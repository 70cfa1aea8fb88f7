//! Canned lyric templates.

const POP_LYRICS: &str = "Verse 1:\nDancing through the city lights tonight\nEverything's gonna be alright\nMusic pumping, hearts are beating fast\nThis moment's gonna last\n\nChorus:\nWe're unstoppable, unbreakable\nReaching for the stars above\nNothing's gonna stop us now\nThis is what we're dreaming of";

const JAZZ_LYRICS: &str = "Verse 1:\nSmoky room, piano keys so sweet\nRhythm makes my heart skip a beat\nSax is playing melodies so blue\nAll I need is me and you\n\nChorus:\nIn this jazzy state of mind\nLeave our worries far behind\nLet the music take control\nJazz will heal your weary soul";

const DEFAULT_LYRICS: &str = "Verse 1:\nWords flowing like a river deep\nMelodies that make you weep\nEvery note tells a story true\nThis song was made for you\n\nChorus:\nSing along, feel the beat\nLife's a symphony so sweet\nEvery moment, every rhyme\nMusic transcends space and time";

/// Returns lyrics for a genre (case-insensitive exact match), falling back to
/// a generic template.
pub fn generate_lyrics(genre: &str) -> &'static str {
    match genre.to_lowercase().as_str() {
        "pop" => POP_LYRICS,
        "jazz" => JAZZ_LYRICS,
        _ => DEFAULT_LYRICS,
    }
}
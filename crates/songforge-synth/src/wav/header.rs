//! WAV header parsing.

use serde::Serialize;

use crate::error::WavError;

use super::format::{WavFormat, FORMAT_PCM, HEADER_LEN};

fn u16_at(data: &[u8], offset: usize) -> u16 {
    u16::from_le_bytes([data[offset], data[offset + 1]])
}

fn u32_at(data: &[u8], offset: usize) -> u32 {
    u32::from_le_bytes([
        data[offset],
        data[offset + 1],
        data[offset + 2],
        data[offset + 3],
    ])
}

fn expect_id(data: &[u8], offset: usize, expected: &'static str) -> Result<(), WavError> {
    if &data[offset..offset + 4] == expected.as_bytes() {
        Ok(())
    } else {
        Err(WavError::BadChunkId { offset, expected })
    }
}

/// Decoded fields of a 16-bit PCM WAV header.
#[derive(Debug, Clone, Copy, PartialEq, Eq, Serialize)]
pub struct WavHeader {
    /// RIFF chunk size (file size minus 8).
    pub riff_size: u32,
    /// Number of channels.
    pub channels: u16,
    /// Sample rate in Hz.
    pub sample_rate: u32,
    /// Declared bytes per second.
    pub byte_rate: u32,
    /// Declared bytes per frame.
    pub block_align: u16,
    /// Bits per sample.
    pub bits_per_sample: u16,
    /// Size of the data chunk in bytes.
    pub data_size: u32,
    /// Offset of the first sample byte.
    pub data_offset: usize,
}

impl WavHeader {
    /// Parses the header of a complete WAV file.
    ///
    /// `fmt ` must be the first chunk. Unknown chunks between `fmt ` and
    /// `data` are skipped (word aligned).
    pub fn parse(data: &[u8]) -> Result<Self, WavError> {
        if data.len() < HEADER_LEN {
            return Err(WavError::TooShort {
                len: data.len(),
                needed: HEADER_LEN,
            });
        }

        expect_id(data, 0, "RIFF")?;
        expect_id(data, 8, "WAVE")?;
        expect_id(data, 12, "fmt ")?;

        let fmt_size = u32_at(data, 16) as usize;
        let audio_format = u16_at(data, 20);
        if audio_format != FORMAT_PCM {
            return Err(WavError::UnsupportedFormat(audio_format));
        }
        let bits_per_sample = u16_at(data, 34);
        if bits_per_sample != 16 {
            return Err(WavError::UnsupportedBitDepth(bits_per_sample));
        }

        // Walk to the data chunk.
        let mut pos = 20 + fmt_size + fmt_size % 2;
        loop {
            if pos + 8 > data.len() {
                return Err(WavError::BadChunkId {
                    offset: pos.min(data.len()),
                    expected: "data",
                });
            }
            let chunk_size = u32_at(data, pos + 4) as usize;
            if &data[pos..pos + 4] == b"data" {
                let available = data.len() - (pos + 8);
                if chunk_size > available {
                    return Err(WavError::Truncated {
                        declared: chunk_size,
                        available,
                    });
                }
                return Ok(Self {
                    riff_size: u32_at(data, 4),
                    channels: u16_at(data, 22),
                    sample_rate: u32_at(data, 24),
                    byte_rate: u32_at(data, 28),
                    block_align: u16_at(data, 32),
                    bits_per_sample,
                    data_size: chunk_size as u32,
                    data_offset: pos + 8,
                });
            }
            pos += 8 + chunk_size + chunk_size % 2;
        }
    }

    /// Format described by this header.
    pub fn format(&self) -> WavFormat {
        WavFormat::pcm16(self.channels, self.sample_rate)
    }

    /// Number of complete frames in the data chunk.
    pub fn frame_count(&self) -> usize {
        if self.block_align == 0 {
            return 0;
        }
        self.data_size as usize / self.block_align as usize
    }

    /// Duration in seconds.
    pub fn duration_seconds(&self) -> f64 {
        if self.sample_rate == 0 {
            return 0.0;
        }
        self.frame_count() as f64 / self.sample_rate as f64
    }

    /// Byte range of the sample data within the file.
    pub fn data_range(&self) -> std::ops::Range<usize> {
        self.data_offset..self.data_offset + self.data_size as usize
    }
}
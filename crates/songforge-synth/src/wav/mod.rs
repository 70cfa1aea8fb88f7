//! Deterministic 16-bit PCM WAV container.
//!
//! Writes canonical 44-byte-header RIFF/WAVE files with no timestamps or
//! optional chunks, so identical samples always produce identical bytes.
//! The header parser accepts exactly what the writer emits plus any
//! extra chunks between `fmt ` and `data`.

mod encoded;
mod format;
mod header;
mod pcm;
mod writer;


pub use encoded::{encode, EncodedAudio, WAV_MIME_TYPE};
pub use format::{WavFormat, HEADER_LEN};
pub use header::WavHeader;
pub use pcm::{compute_pcm_hash, decode_pcm16, extract_pcm_data};
pub use writer::{channels_to_pcm16, quantize, write_wav, write_wav_to_vec};
async fn render_and_write(
    request: SongRequest,
    config: &GeneratorConfig,
    cancel: &Arc<AtomicBool>,
    cancel_rx: watch::Receiver<bool>,
    on_stage: impl FnMut(&StageUpdate),
) -> Result<Outcome> {
    let render_flag = Arc::clone(cancel);
    let sample_rate = config.sample_rate;
    let render = tokio::task::spawn_blocking(move || {
        render_song(&request, sample_rate, Some(render_flag.as_ref()))
    });

    let stages_completed = progress::run_stages(config.stage_delay(), cancel_rx, on_stage).await;
    let rendered = render.await.context("synthesis task panicked")?;

    if !stages_completed || cancel.load(Ordering::Relaxed) {
        return Ok(Outcome::Cancelled);
    }
    let song = match rendered {
        Ok(song) => song,
        Err(SynthError::Cancelled { .. }) => return Ok(Outcome::Cancelled),
        Err(e) => return Err(e).context("Failed to render song"),
    };

    // Off the runtime thread, so the signal task can run during the write.
    let write_config = config.clone();
    let (song, written) = tokio::task::spawn_blocking(move || {
        write_outputs(&song, &write_config).map(|written| (song, written))
    })
    .await
    .context("output task panicked")??;

    if cancel.load(Ordering::Relaxed) {
        discard_outputs(&written);
        return Ok(Outcome::Cancelled);
    }
    Ok(Outcome::Written(song, written))
}

fn block_on_render(
    request: SongRequest,
    config: &GeneratorConfig,
    on_stage: impl FnMut(&StageUpdate),
) -> Result<Outcome> {
    let rt = tokio::runtime::Builder::new_current_thread()
        .enable_all()
        .build()
        .context("Failed to create tokio runtime")?;
    rt.block_on(render_with_progress(request, config, on_stage))
}

/// Run the generate command
///
/// # Returns
/// Exit code: 0 success, 1 invalid request or config, 2 generation error,
/// 130 cancelled
pub fn run(options: &GenerateOptions) -> Result<ExitCode> {
    if options.json {
        run_json(options)
    } else {
        run_human(options)
    }
}
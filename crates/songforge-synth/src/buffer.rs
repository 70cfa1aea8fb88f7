//! Stereo sample buffer produced by the synthesizer.

/// Number of channels in every synthesized buffer.
pub const CHANNEL_COUNT: u16 = 2;

/// Planar stereo buffer of 32-bit float samples.
#[derive(Debug, Clone, PartialEq)]
pub struct SampleBuffer {
    /// Sample rate in Hz.
    pub sample_rate: u32,
    /// Left channel samples.
    pub left: Vec<f32>,
    /// Right channel samples.
    pub right: Vec<f32>,
}

impl SampleBuffer {
    /// Creates a silent buffer of `frame_count` frames.
    pub fn silent(sample_rate: u32, frame_count: usize) -> Self {
        Self {
            sample_rate,
            left: vec![0.0; frame_count],
            right: vec![0.0; frame_count],
        }
    }

    /// Number of channels (always 2).
    pub fn channel_count(&self) -> u16 {
        CHANNEL_COUNT
    }

    /// Number of frames (samples per channel).
    pub fn frame_count(&self) -> usize {
        self.left.len().min(self.right.len())
    }

    /// Returns true if the buffer holds no frames.
    pub fn is_empty(&self) -> bool {
        self.frame_count() == 0
    }

    /// Duration in seconds.
    pub fn duration_seconds(&self) -> f64 {
        if self.sample_rate == 0 {
            return 0.0;
        }
        self.frame_count() as f64 / self.sample_rate as f64
    }

    /// Channels in output order (left, right).
    pub fn channels(&self) -> [&[f32]; 2] {
        [&self.left, &self.right]
    }

    /// Largest absolute sample value across both channels.
    pub fn peak(&self) -> f32 {
        self.left
            .iter()
            .chain(self.right.iter())
            .fold(0.0f32, |peak, s| peak.max(s.abs()))
    }
}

[Exercise details]
Out of the preceding entries, pull each line that contains the word "task".

[Exercise answer]
    let render = tokio::task::spawn_blocking(move || {
    let rendered = render.await.context("synthesis task panicked")?;
    // Off the runtime thread, so the signal task can run during the write.
    let (song, written) = tokio::task::spawn_blocking(move || {
    .context("output task panicked")??;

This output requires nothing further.